Orange’s participation in Aduna and LiveNet are seen as complementary. While Aduna works to build large-scale, standardized APIs for developer communities, Orange’s own business unit addresses the technical, organizational and cultural changes needed to support new API business models.

The unit sits within Orange Group’s networks organization of the CTIO office and addresses B2B wholesale and B2B2C use cases. The core team includes skills from other parts of the business to ensure “a holistic approach” to use cases and API propositions, she explained.

“As leader of this new business unit, I’m personally focused on showing that this brings value and that as a telco, we can dynamically adapt to market needs,” she said.

API go-to-market options

The APIs are made available through indirect channel partners, such as Aduna, Azure Programmable Connectivity and aggregators, as well as through the operator’s own developer portal where developers can explore APIs in a sandbox or production environment.

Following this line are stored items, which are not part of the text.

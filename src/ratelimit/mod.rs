//! Fixed-window rate limiting and the admission gate built on it.

mod gate;
mod limiter;
mod quota;
mod rules;

pub use gate::{AdmissionGate, UnitOfWork};
pub use limiter::{RateLimiter, DEFAULT_KEY_PREFIX};
pub use quota::{QuotaDecision, QuotaKey, QuotaRule};
pub use rules::{AdmissionRule, AdmissionRules, IdentifierSource};
use std::process::ExitCode;
use std::sync::Arc;

use clap::{Parser, Subcommand};
use futures::future::join_all;
use serde_json::json;
use tokio::signal;
use tracing::{info, warn};
use tracing_subscriber::EnvFilter;

use storegate::config::StoregateConfig;
use storegate::store::{MemoryStore, RedisStore, SharedStore};
use storegate::{
    AdmissionGate, OptimisticCounter, QuotaDecision, RateLimiter, StoregateError, UnitOfWork,
};

/// Admission control and optimistic counters over a shared store.
#[derive(Debug, Parser)]
#[command(name = "storegate", version, about)]
struct Cli {
    /// Path to a YAML configuration file
    #[arg(short, long, global = true)]
    config: Option<String>,

    /// Redis URL, overriding the configuration
    #[arg(long, global = true)]
    redis_url: Option<String>,

    /// Use a process-local store instead of Redis. State lives only as long
    /// as this process, so every run starts from empty quotas and counters and
    /// a single `admit` is never denied; mainly useful with `hammer`.
    #[arg(long, global = true)]
    memory: bool,

    /// Emit logs as JSON
    #[arg(long, global = true)]
    json_logs: bool,

    #[command(subcommand)]
    command: Command,
}

#[derive(Debug, Subcommand)]
enum Command {
    /// Run a unit of work through the admission gate
    Admit {
        /// Caller identity, e.g. the client address
        #[arg(long)]
        caller: String,
        /// Group or region
        #[arg(long)]
        group: Option<String>,
        /// Tenant or customer
        #[arg(long)]
        tenant: Option<String>,
    },
    /// Increment a resource's view counter
    Increment { resource_id: String },
    /// Fire concurrent increments at one resource and report the outcome
    Hammer {
        resource_id: String,
        #[arg(long, default_value_t = 50)]
        concurrency: usize,
    },
    /// Validate the configuration and print the admission rules
    CheckConfig,
}

#[tokio::main]
async fn main() -> anyhow::Result<ExitCode> {
    let cli = Cli::parse();
    init_tracing(cli.json_logs);

    info!("Version: {}", env!("CARGO_PKG_VERSION"));

    let mut config = StoregateConfig::load(cli.config.as_deref())?;
    if let Some(url) = cli.redis_url {
        config.store.url = url;
    }

    if let Command::CheckConfig = cli.command {
        let rules = config.admission_rules()?;
        let policy = config.counter.retry_policy()?;
        println!("{}", serde_json::to_string_pretty(&rules)?);
        info!(
            rules = rules.len(),
            max_attempts = policy.max_attempts,
            "Configuration is valid"
        );
        return Ok(ExitCode::SUCCESS);
    }

    if cli.memory {
        warn!("Using in-memory store; quotas and counters reset when this process exits");
        run(Arc::new(MemoryStore::new()), &config, cli.command).await
    } else {
        let store = RedisStore::connect_with_config(config.redis_store_config()).await?;
        run(Arc::new(store), &config, cli.command).await
    }
}

fn init_tracing(json: bool) {
    let filter = EnvFilter::try_from_default_env().unwrap_or_else(|_| EnvFilter::new("info"));
    let builder = tracing_subscriber::fmt()
        .with_env_filter(filter)
        .with_target(false)
        .with_thread_ids(true)
        .with_writer(std::io::stderr);

    if json {
        builder.json().init();
    } else {
        builder.init();
    }
}

async fn run<S: SharedStore + 'static>(
    store: Arc<S>,
    config: &StoregateConfig,
    command: Command,
) -> anyhow::Result<ExitCode> {
    match command {
        Command::Admit {
            caller,
            group,
            tenant,
        } => {
            let limiter = RateLimiter::with_prefix(store, config.rate_limiting.key_prefix.clone());
            let gate = AdmissionGate::new(limiter, config.admission_rules()?);

            let unit = UnitOfWork {
                caller,
                group,
                tenant,
                resource: None,
            };
            let decision = gate.admit(&unit).await?;
            println!("{}", serde_json::to_string(&decision)?);

            Ok(match decision {
                QuotaDecision::Allowed => ExitCode::SUCCESS,
                QuotaDecision::Denied { .. } => ExitCode::from(2),
            })
        }
        Command::Increment { resource_id } => {
            let counter = counter(store, config)?;
            let views = counter.increment_resource(&resource_id).await?;
            println!("{}", json!({ "id": resource_id, "views": views }));
            Ok(ExitCode::SUCCESS)
        }
        Command::Hammer {
            resource_id,
            concurrency,
        } => {
            let counter = counter(store, config)?;

            tokio::select! {
                report = hammer(&counter, &resource_id, concurrency) => {
                    println!("{}", report?);
                    Ok(ExitCode::SUCCESS)
                }
                _ = signal::ctrl_c() => {
                    warn!("Interrupted, abandoning in-flight increments");
                    Ok(ExitCode::from(130))
                }
            }
        }
        Command::CheckConfig => Ok(ExitCode::SUCCESS),
    }
}

fn counter<S: SharedStore>(
    store: Arc<S>,
    config: &StoregateConfig,
) -> anyhow::Result<OptimisticCounter<S>> {
    Ok(OptimisticCounter::new(store)
        .with_policy(config.counter.retry_policy()?)
        .with_naming(config.counter.namespace.clone(), config.counter.name.clone()))
}

async fn hammer<S: SharedStore>(
    counter: &OptimisticCounter<S>,
    resource_id: &str,
    concurrency: usize,
) -> anyhow::Result<serde_json::Value> {
    let key = counter.resource_key(resource_id);
    let before = counter.current(&key).await?;

    let results = join_all((0..concurrency).map(|_| counter.increment(&key))).await;

    let mut committed = 0usize;
    let mut exhausted = 0usize;
    for result in results {
        match result {
            Ok(_) => committed += 1,
            Err(StoregateError::ContentionExhausted { .. }) => exhausted += 1,
            Err(e) => return Err(e.into()),
        }
    }

    let after = counter.current(&key).await?;
    info!(
        key = %key,
        committed = committed,
        exhausted = exhausted,
        "Hammer finished"
    );

    Ok(json!({
        "key": key.to_string(),
        "requested": concurrency,
        "committed": committed,
        "exhausted": exhausted,
        "before": before,
        "after": after,
    }))
}
//! Integration tests for the Redis store.
//!
//! These tests require a Redis instance running at `redis://127.0.0.1/`.
//! Tests are ignored by default - run with `cargo test --test redis_store -- --ignored`

use std::collections::HashSet;
use std::sync::Arc;
use std::time::Duration;

use futures::future::join_all;
use storegate::ratelimit::{AdmissionRule, AdmissionRules, IdentifierSource, QuotaKey};
use storegate::store::{CommitOutcome, OptimisticTransaction, RedisStore, SharedStore, Ttl};
use storegate::{AdmissionGate, CounterKey, OptimisticCounter, RateLimiter, RetryPolicy, UnitOfWork};

const REDIS_URL: &str = "redis://127.0.0.1/";

/// Connect, or `None` if Redis is not reachable.
async fn connect() -> Option<RedisStore> {
    match RedisStore::connect(REDIS_URL).await {
        Ok(store) => Some(store),
        Err(_) => {
            eprintln!("Skipping test: Redis not available at {}", REDIS_URL);
            None
        }
    }
}

/// A key unique to this test run, cleared before use.
async fn fresh_key(store: &RedisStore, name: &str) -> String {
    let key = format!("storegate-test:{}:{}", std::process::id(), name);
    store.set_expiry(&key, 0).await.unwrap();
    key
}

#[tokio::test]
#[ignore] // Requires Redis
async fn test_redis_increment_and_expiry() {
    let Some(store) = connect().await else { return };
    let key = fresh_key(&store, "incr").await;

    assert_eq!(store.get(&key).await.unwrap(), None);
    assert_eq!(store.ttl(&key).await.unwrap(), Ttl::Missing);

    assert_eq!(store.increment(&key).await.unwrap(), 1);
    assert_eq!(store.ttl(&key).await.unwrap(), Ttl::Persistent);

    store.set_expiry(&key, 30).await.unwrap();
    match store.ttl(&key).await.unwrap() {
        Ttl::Expires(secs) => assert!(secs > 0 && secs <= 30),
        other => panic!("expected an expiry, got {:?}", other),
    }

    store.set_expiry(&key, 0).await.unwrap();
}

#[tokio::test]
#[ignore] // Requires Redis
async fn test_redis_increment_with_expiry_sets_window_once() {
    let Some(store) = connect().await else { return };
    let key = fresh_key(&store, "window").await;

    assert_eq!(store.increment_with_expiry(&key, 60).await.unwrap(), 1);
    assert_eq!(store.increment_with_expiry(&key, 5).await.unwrap(), 2);

    // The second call must not have shortened the window.
    match store.ttl(&key).await.unwrap() {
        Ttl::Expires(secs) => assert!(secs > 5),
        other => panic!("expected an expiry, got {:?}", other),
    }

    store.set_expiry(&key, 0).await.unwrap();
}

#[tokio::test]
#[ignore] // Requires Redis
async fn test_redis_transaction_aborts_on_interleaved_write() {
    let Some(store) = connect().await else { return };
    let key = fresh_key(&store, "watch").await;
    store.set(&key, 10).await.unwrap();

    let mut tx = store.begin_optimistic_transaction(&key).await.unwrap();
    assert_eq!(tx.get().await.unwrap(), Some(10));

    store.set(&key, 50).await.unwrap();

    assert_eq!(tx.commit(11).await.unwrap(), CommitOutcome::Aborted);
    assert_eq!(store.get(&key).await.unwrap(), Some(50));

    let mut tx = store.begin_optimistic_transaction(&key).await.unwrap();
    let current = tx.get().await.unwrap().unwrap_or(0);
    assert_eq!(tx.commit(current + 1).await.unwrap(), CommitOutcome::Committed);
    assert_eq!(store.get(&key).await.unwrap(), Some(51));

    store.set_expiry(&key, 0).await.unwrap();
}

#[tokio::test]
#[ignore] // Requires Redis
async fn test_redis_concurrent_counter() {
    let Some(store) = connect().await else { return };
    let key = fresh_key(&store, "counter").await;
    let store = Arc::new(store);

    let policy = RetryPolicy::unbounded()
        .with_backoff(storegate::counter::Backoff::Fixed(Duration::from_millis(5)));
    let counter = OptimisticCounter::new(store.clone()).with_policy(policy);
    let counter_key = CounterKey::raw(key.clone());

    let results = join_all((0..20).map(|_| counter.increment(&counter_key))).await;
    let values: HashSet<i64> = results.into_iter().map(|r| r.unwrap()).collect();

    assert_eq!(values, (1..=20).collect::<HashSet<_>>());
    assert_eq!(store.get(&key).await.unwrap(), Some(20));

    store.set_expiry(&key, 0).await.unwrap();
}

#[tokio::test]
#[ignore] // Requires Redis
async fn test_redis_admission_gate() {
    let Some(store) = connect().await else { return };
    let prefix = format!("storegate-test:{}:quota:", std::process::id());
    let caller = "198.51.100.9";
    store
        .set_expiry(&format!("{}ip:{}", prefix, caller), 0)
        .await
        .unwrap();

    let gate = AdmissionGate::new(
        RateLimiter::with_prefix(Arc::new(store), prefix),
        AdmissionRules::new(vec![
            AdmissionRule::new("ip", IdentifierSource::Caller, 3, 60).unwrap(),
        ])
        .unwrap(),
    );
    let unit = UnitOfWork::new(caller);

    for _ in 0..3 {
        assert!(gate.admit(&unit).await.unwrap().is_allowed());
    }
    let denied = gate.admit(&unit).await.unwrap();
    let retry_after = denied.retry_after_secs().expect("fourth request is denied");
    assert!(retry_after > 0 && retry_after <= 60);

    let key = QuotaKey::new("ip", caller);
    assert_eq!(gate.limiter().counter_value(&key).await.unwrap(), Some(4));
    gate.limiter()
        .store()
        .set_expiry(&key.storage_key(gate.limiter().key_prefix()), 0)
        .await
        .unwrap();
}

Orange currently offers identity and anti-fraud APIs in France and Spain and has trial versions available in Belgium and plans to introduce them in Poland. The next Orange APIs to come onto the market will be related to geolocation and quality-on-demand.

In addition, the operator is also looking to its own enterprise offerings for ways to augment them or create new services through API exposure.

For example, Orange Business offers a location data-based service called Flux Vision for enterprises and urban planners that tracks population movements and traffic density. It has also been working on a population density API through CAMARA that enables developers to access and predict mobility patterns. The API essentially exposes the capabilities of the Flux Vision service.

Developers got to try out this new API during a hackathon event at MWC25.

“We’re taking a value proposal that was there for the enterprise sector, putting it into CAMARA, and [seeing] how we can use this to have a broader reach and a more appealing opportunity for the developers out there,” she explained.

5G SA adds momentum

When asked what it will take for network APIs to take off commercially, Anton said it was important for telcos to focus on solving the “simplification, robustness, scalability and predictability of the solutions” and to work with systems integrators and enterprises on “co-development” of use cases.

Beyond that, she said the rollout of 5G standalone (SA) will also help to drive commercial progress. Orange has deployed 5G SA in several markets and has initial network slicing offers available in France via its 5G+ service.

“With more maturity on 5G SA, and first real B2B offers, this can be augmented by network APIs, because that’s where we tap into having on-demand personalized connectivity that really empowers the application that’s running the service,” said Anton.

In the bigger picture, network APIs are fundamental to Orange’s telco as a platform initiative as its ambition is for all its products to be reachable via APIs.

“This is a transformation on the path from telco to techco that we apply first on the CAMARA APIs, but we have a broader vision on how this impacts offerings for telecom connectivity in the mid- and long-term,” said Anton.